-Energy reduction process for a high performance clusters recently performed using
-dynamic voltage and frequency scaling (DVFS) technique. DVFS is a technique enabled
-in a modern processors to scaled down both of the voltage and the frequency of
-the CPU while it is in the computing mode to reduce the energy consumption. DVFS is
-also allowed in the graphical processors GPUs, to achieved the same goal. Applying
-DVFS has a dramatical side effect if it is applied to minimum levels to gain more
-energy reduction, producing a high percentage of performance degradations for the
-parallel applications. Many researchers used different strategies to solve this
-nonlinear problem for example in
-~\cite{Hao_Learning.based.DVFS,Dhiman_Online.Learning.Power.Management}, their methods
-add big overheads to the algorithm to select the suitable frequency.
-In this paper we present a method
-to find the optimal set of frequency scaling factors for a heterogeneous cluster to
-simultaneously optimize both the energy and the execution time without adding a big
-overhead.

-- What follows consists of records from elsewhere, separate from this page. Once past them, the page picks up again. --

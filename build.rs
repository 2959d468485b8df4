use time::format_description::well_known::Rfc3339;
use time::OffsetDateTime;

fn main() {
    println!("cargo:rerun-if-changed=build.rs");

    // Build date (UTC RFC 3339). Fallback to unix:<secs> if formatting fails.
    let now = OffsetDateTime::now_utc();
    let build_date = now
        .format(&Rfc3339)
        .unwrap_or_else(|_| format!("unix:{}", now.unix_timestamp()));
    println!("cargo:rustc-env=STACKYARD_BUILD_DATE={build_date}");

    let target = std::env::var("TARGET").unwrap_or_else(|_| "unknown".to_string());
    println!("cargo:rustc-env=STACKYARD_BUILD_TARGET={target}");

    let profile = std::env::var("PROFILE").unwrap_or_else(|_| "unknown".to_string());
    println!("cargo:rustc-env=STACKYARD_BUILD_PROFILE={profile}");

    // rustc version (best-effort)
    let rustc_ver = rustc_version::version()
        .map(|v| v.to_string())
        .unwrap_or_else(|_| "unknown".to_string());
    println!("cargo:rustc-env=STACKYARD_BUILD_RUSTC={rustc_ver}");
}
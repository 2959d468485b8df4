//! Error mapping guide:
//! - Missing docker binary exits 127, inconsistent state 3, unknown stack 2, everything else 1.
//! - Every variant has a remediation hint; the CLI prints message then hint.
use std::io;

use thiserror::Error;

use crate::alloc::AllocError;
use crate::classify::{ClassifiedFailure, FailureCategory};
use crate::credentials::CredentialError;
use crate::lock::LockError;
use crate::preflight::PreflightFailure;
use crate::store::StoreError;
use crate::template::TemplateError;

#[derive(Debug, Error)]
pub enum StackError {
    #[error("stack {0} not found")]
    NotFound(String),
    #[error("preflight failed: {0}")]
    Preflight(#[from] PreflightFailure),
    #[error("{0}")]
    Subprocess(ClassifiedFailure),
    #[error("cannot parse {what}: {detail}")]
    Parse { what: &'static str, detail: String },
    /// Infrastructure is gone but the records could not be removed.
    #[error("stack {stack} is in an inconsistent state: {detail}")]
    InconsistentState { stack: String, detail: String },
    #[error(transparent)]
    Template(#[from] TemplateError),
    #[error(transparent)]
    Alloc(#[from] AllocError),
    #[error(transparent)]
    Store(#[from] StoreError),
    #[error(transparent)]
    Credentials(#[from] CredentialError),
    #[error("invalid config entry: {detail}")]
    InvalidConfig { detail: String },
    #[error("stack {stack} is not ready: {detail}")]
    NotReady { stack: String, detail: String },
    #[error("another lifecycle operation holds stack {slug}")]
    LifecycleBusy { slug: String },
    #[error("{context}: {source}")]
    Io {
        context: String,
        #[source]
        source: io::Error,
    },
}

impl From<ClassifiedFailure> for StackError {
    fn from(f: ClassifiedFailure) -> Self {
        StackError::Subprocess(f)
    }
}

impl StackError {
    pub fn io(context: impl Into<String>) -> impl FnOnce(io::Error) -> StackError {
        let context = context.into();
        move |source| StackError::Io { context, source }
    }

    pub(crate) fn from_lock(slug: &str, e: LockError) -> StackError {
        match e {
            LockError::Busy { .. } => StackError::LifecycleBusy {
                slug: slug.to_string(),
            },
            LockError::Io { path, source } => StackError::Io {
                context: format!("lock {}", path.display()),
                source,
            },
        }
    }

    pub fn remediation(&self) -> &'static str {
        match self {
            StackError::NotFound(_) => "Run `stackyard list` to see existing stacks.",
            StackError::Preflight(p) => p.remediation(),
            StackError::Subprocess(f) => f.remediation(),
            StackError::Parse { .. } => {
                "Docker returned output in an unexpected format; check the docker compose version."
            }
            StackError::InconsistentState { .. } => {
                "Containers and files were removed but records remain; retry the delete."
            }
            StackError::Template(TemplateError::MissingTemplate(_)) => {
                "Run `stackyard template-init` or set STACKYARD_TEMPLATE_DIR."
            }
            StackError::Template(_) => "Check the template directory and disk space, then retry.",
            StackError::Alloc(_) => "Choose a different stack name or retry in a moment.",
            StackError::Store(_) => "Check the data directory permissions and its state.json file.",
            StackError::Credentials(_) => "The OS random source failed; retry.",
            StackError::InvalidConfig { .. } => {
                "Use KEY=VALUE with a non-empty key and single-line values."
            }
            StackError::NotReady { .. } => {
                "Inspect the failing services with `docker compose logs` in the stack directory."
            }
            StackError::LifecycleBusy { .. } => {
                "Wait for the running operation on this stack to finish, then retry."
            }
            StackError::Io { .. } => "Check file permissions under the data directory.",
        }
    }

    pub fn exit_code(&self) -> u8 {
        match self {
            StackError::Preflight(PreflightFailure::BinaryMissing { .. }) => 127,
            StackError::Subprocess(f) if f.category == FailureCategory::BinaryNotFound => 127,
            StackError::InconsistentState { .. } => 3,
            StackError::NotFound(_) => 2,
            _ => 1,
        }
    }
}

/// Message and hint as printed by the CLI.
pub fn display_for_stack_error(e: &StackError) -> String {
    format!("{e}\n  hint: {}", e.remediation())
}

#[cfg(test)]
mod tests {
    use super::*;
    use crate::classify::classify;

    #[test]
    fn exit_codes() {
        assert_eq!(StackError::NotFound("x".into()).exit_code(), 2);
        assert_eq!(
            StackError::InconsistentState {
                stack: "x".into(),
                detail: "d".into()
            }
            .exit_code(),
            3
        );
        assert_eq!(
            StackError::Preflight(PreflightFailure::BinaryMissing {
                program: "docker".into()
            })
            .exit_code(),
            127
        );
        assert_eq!(
            StackError::from(classify("docker: command not found")).exit_code(),
            127
        );
        assert_eq!(StackError::from(classify("boom")).exit_code(), 1);
    }

    #[test]
    fn invalid_config_is_not_a_file_problem() {
        let e = StackError::InvalidConfig {
            detail: "env entry 0 (\"A\") cannot be written".into(),
        };
        assert_eq!(e.exit_code(), 1);
        assert!(e.to_string().starts_with("invalid config entry"));
        assert!(!e.remediation().contains("permissions"));
    }

    #[test]
    fn display_includes_hint() {
        let text = display_for_stack_error(&StackError::LifecycleBusy { slug: "s-1".into() });
        assert!(text.contains("s-1"));
        assert!(text.contains("hint: Wait"));
    }
}
//! Library event reporting.
//!
//! A [`Library`](crate::library::Library) never logs on its own; it reports
//! what happens through the [`LibraryEvents`] implementation it was built
//! with. [`LogEvents`] forwards everything to the `log` facade, tests plug in
//! their own recorder.

use std::path::Path;

use crate::cache::CacheError;
use crate::library::LibraryError;

/// Log target used by [`LogEvents`].
pub const LOG_TARGET: &str = "slurp::library";

/// Receiver for library activity.
///
/// Every method has a no-op default so implementors only override what they
/// care about.
pub trait LibraryEvents: Send + Sync {
    /// A directory scan is starting.
    fn on_scan_start(&self, _root: &Path) {}

    /// A directory scan finished.
    ///
    /// # Arguments
    ///
    /// * `root` - Directory that was scanned
    /// * `media` - Number of media files found
    fn on_scan_end(&self, _root: &Path, _media: usize) {}

    /// New unique content was registered.
    fn on_added(&self, _path: &Path) {}

    /// A file was found to duplicate an already registered item.
    fn on_duplicate(&self, _dupe: &Path, _existing: &Path) {}

    /// A file was ignored because it is not a recognized media type.
    fn on_skipped(&self, _path: &Path) {}

    /// A canonical item was renamed to a better name.
    fn on_renamed(&self, _from: &Path, _to: &Path) {}

    /// A canonical item still in the source tree now stands for a better-named copy.
    fn on_retargeted(&self, _from: &Path, _to: &Path) {}

    /// An item was copied into the library.
    fn on_copied(&self, _from: &Path, _to: &Path) {}

    /// An item was not copied because it already lives inside the library.
    fn on_already_placed(&self, _path: &Path) {}

    /// A cache line was skipped.
    fn on_cache_corrupt(&self, _error: &CacheError) {}

    /// A non-fatal failure was recorded.
    fn on_failure(&self, _error: &LibraryError) {}
}

/// Forwards library events to the `log` facade.
#[derive(Debug, Default, Clone, Copy)]
pub struct LogEvents;

impl LibraryEvents for LogEvents {
    fn on_scan_start(&self, root: &Path) {
        log::info!(target: LOG_TARGET, "Scanning {}", root.display());
    }

    fn on_scan_end(&self, root: &Path, media: usize) {
        log::info!(target: LOG_TARGET, "Found {} media files under {}", media, root.display());
    }

    fn on_added(&self, path: &Path) {
        log::trace!(target: LOG_TARGET, "New content: {}", path.display());
    }

    fn on_duplicate(&self, dupe: &Path, existing: &Path) {
        log::debug!(
            target: LOG_TARGET,
            "Duplicate: {} is the same as {}",
            dupe.display(),
            existing.display()
        );
    }

    fn on_skipped(&self, path: &Path) {
        log::trace!(target: LOG_TARGET, "Skipping non-media file: {}", path.display());
    }

    fn on_renamed(&self, from: &Path, to: &Path) {
        log::info!(target: LOG_TARGET, "renaming {} -> {}", from.display(), to.display());
    }

    fn on_retargeted(&self, from: &Path, to: &Path) {
        log::info!(
            target: LOG_TARGET,
            "importing {} instead of {}",
            to.display(),
            from.display()
        );
    }

    fn on_copied(&self, from: &Path, to: &Path) {
        log::info!(target: LOG_TARGET, "copying {} -> {}", from.display(), to.display());
    }

    fn on_already_placed(&self, path: &Path) {
        log::warn!(target: LOG_TARGET, "already copied \"{}\"", path.display());
    }

    fn on_cache_corrupt(&self, error: &CacheError) {
        log::warn!(target: LOG_TARGET, "Ignoring cache entry: {}", error);
    }

    fn on_failure(&self, error: &LibraryError) {
        log::error!(target: LOG_TARGET, "{}", error);
    }
}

This work is developed from our previous work of a homogeneous cluster~\cite{Our_first_paper}.
-Therefore we are interested to present some works that concerned the heterogeneous clusters
-enabled DVFS. In general, the heterogeneous cluster works fall into two categorizes:
-GPUs-CPUs heterogeneous clusters and CPUs-CPUs heterogeneous clusters. In GPUs-CPUs
-heterogeneous clusters some parallel tasks executed on a GPUs and the others executed
-on a CPUs. As an example of this works, Luley et al.
-~\cite{Luley_Energy.efficiency.evaluation.and.benchmarking}, proposed a heterogeneous
-cluster composed of Intel Xeon CPUs and NVIDIA GPUs. Their main goal is to determined the
-energy efficiency as a function of performance per watt, the best tradeoff is done when the
-performance per watt function is maximized. In the work of Kia Ma et al.
-~\cite{KaiMa_Holistic.Approach.to.Energy.Efficiency.in.GPU-CPU}, They developed a scheduling
-algorithm to distributed different workloads proportional to the computing power of the node
-to be executed on a CPU or a GPU, emphasize all tasks must be finished in the same time.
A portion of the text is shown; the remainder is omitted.